The municipalities filed suit today in District Court for the District of Columbia, and the case is Harris County et. al v. Kennedy et. al. Nashville and Davidson County, Kansas City, and Columbus are represented by Democracy Forward and the Public Rights Project. AFSCME is also represented by Democracy Forward. Harris County is represented by Harris County Attorney Christian Menefee.
"The pandemic exposed just how urgently we need strong public health systems,” said AFSCME President Lee Saunders. “In response, Congress stepped up — delivering crucial funding to local health departments to track, prepare for, and fight infectious diseases. But now, this administration is sidestepping the law and withholding taxpayer dollars meant to protect our communities so they can hand out massive tax breaks to billionaires. AFSCME members are on the front lines, vaccinating, educating and saving lives every single day. These actions threaten their ability to tackle threats like the flu and measles and jeopardize public health.
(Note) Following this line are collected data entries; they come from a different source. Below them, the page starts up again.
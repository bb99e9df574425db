//! Agent system for task execution with tool calling.
//!
//! A chat model decides which registered tool to run; the runner executes
//! it, feeds the result back and returns the model's final answer.

mod model;
mod runner;
mod tools;

pub use model::{ChatModel, ModelReply, OpenAIChatModel};
pub use runner::{Agent, AgentResponse, ToolCallRecord, DEFAULT_MAX_ITERATIONS};
pub use tools::{
    CreateQuizTool, SummarizeTool, Tool, ToolRegistry, ToolRequest, EXTRACTION_FAILED,
    SUMMARY_CHARS,
};

#[cfg(test)]
pub(crate) mod testing {
    pub(crate) use super::runner::tests::{text_reply, tool_reply, ScriptedModel};
    pub(crate) use super::tools::tests::FixedExtractor;
}
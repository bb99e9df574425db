//! CLI command implementations.

mod config;
mod doctor;
mod quiz;
mod serve;
mod summarize;

pub use config::run_config;
pub use doctor::run_doctor;
pub use quiz::run_quiz;
pub use serve::run_serve;
pub use summarize::run_summarize;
We are filing this lawsuit with our partners because that funding belongs to our neighborhoods, not the ultra-rich.”
“Harris County was set to receive funds to support critical public health services—programs that help us detect and prevent disease outbreaks, run vaccination clinics, and keep our residents healthy,” said Harris County Attorney Christian Menefee. “The Trump administration doesn’t get to override Congress just because it wants to score political points. This funding is the backbone of our local public health response – especially during disease outbreaks. You don’t get to break the law just because you don’t like how Congress spent the money.”
“The Trump administration’s termination of billions of dollars in infectious disease funding is both dangerous and unconstitutional,” said Columbus City Attorney Zach Klein.“Cities cannot stay quiet on the sidelines as extremists within this administration continue to defy the constitution and recklessly endanger the health and safety of our children and the public. That’s why we’re in the arena fighting to see this funding released as Congress intended—so that health departments can do their jobs and prevent needless deaths of children and our most vulnerable from outbreaks of deadly diseases like measles.”
“The federal government’s mass termination of local health programs has caused an immediate disruption in life-saving health care services. Metro Nashville joined this lawsuit because the federal government’s unlawful termination of health programs has forced layoffs of Health Department employees, termination of lab testing for infectious disease, including lab tests where the patient is waiting on a result, elimination of programs for childhood vaccination, and more. We were on the verge of providing these life saving services to our unhoused population but that initiative is halted in its tracks,” said Wally Dietz, Director of Law, Metropolitan Government of Nashville.
On March 24, 2025, President Trump and controversial anti-science HHS Secretary Robert F. Kennedy Jr. unlawfully eliminated the congressionally-appropriated federal grants under Centers for Disease Control’s COVID-19 related grant programs, which provide more than $11 billion worth of federal grants to local municipalities for the vital public health work of identifying, monitoring, and addressing infectious diseases; ensuring access to necessary immunizations, including immunizations for children; and strengthening emergency preparedness to avoid future pandemics.
“Cancelling programs that seek to prevent the spread of infectious diseases – in the middle of active pandemics – is not just unconstitutional, it is unconscionable,” said Skye Perryman, President and CEO of Democracy Forward. “The Trump administration’s destructive agenda threatens to deprive residents of essential public health services in the midst of continuing dangers posed by COVID-19 and other diseases, including a deadly measles outbreak centered in Texas that has spread to Ohio, Tennessee, and other states across the country. The stakes here are real and immediate. Democracy Forward is honored to work with the Public Rights Project and Harris County to represent these municipalities, which are fighting to preserve crucial and lifesaving public health efforts.”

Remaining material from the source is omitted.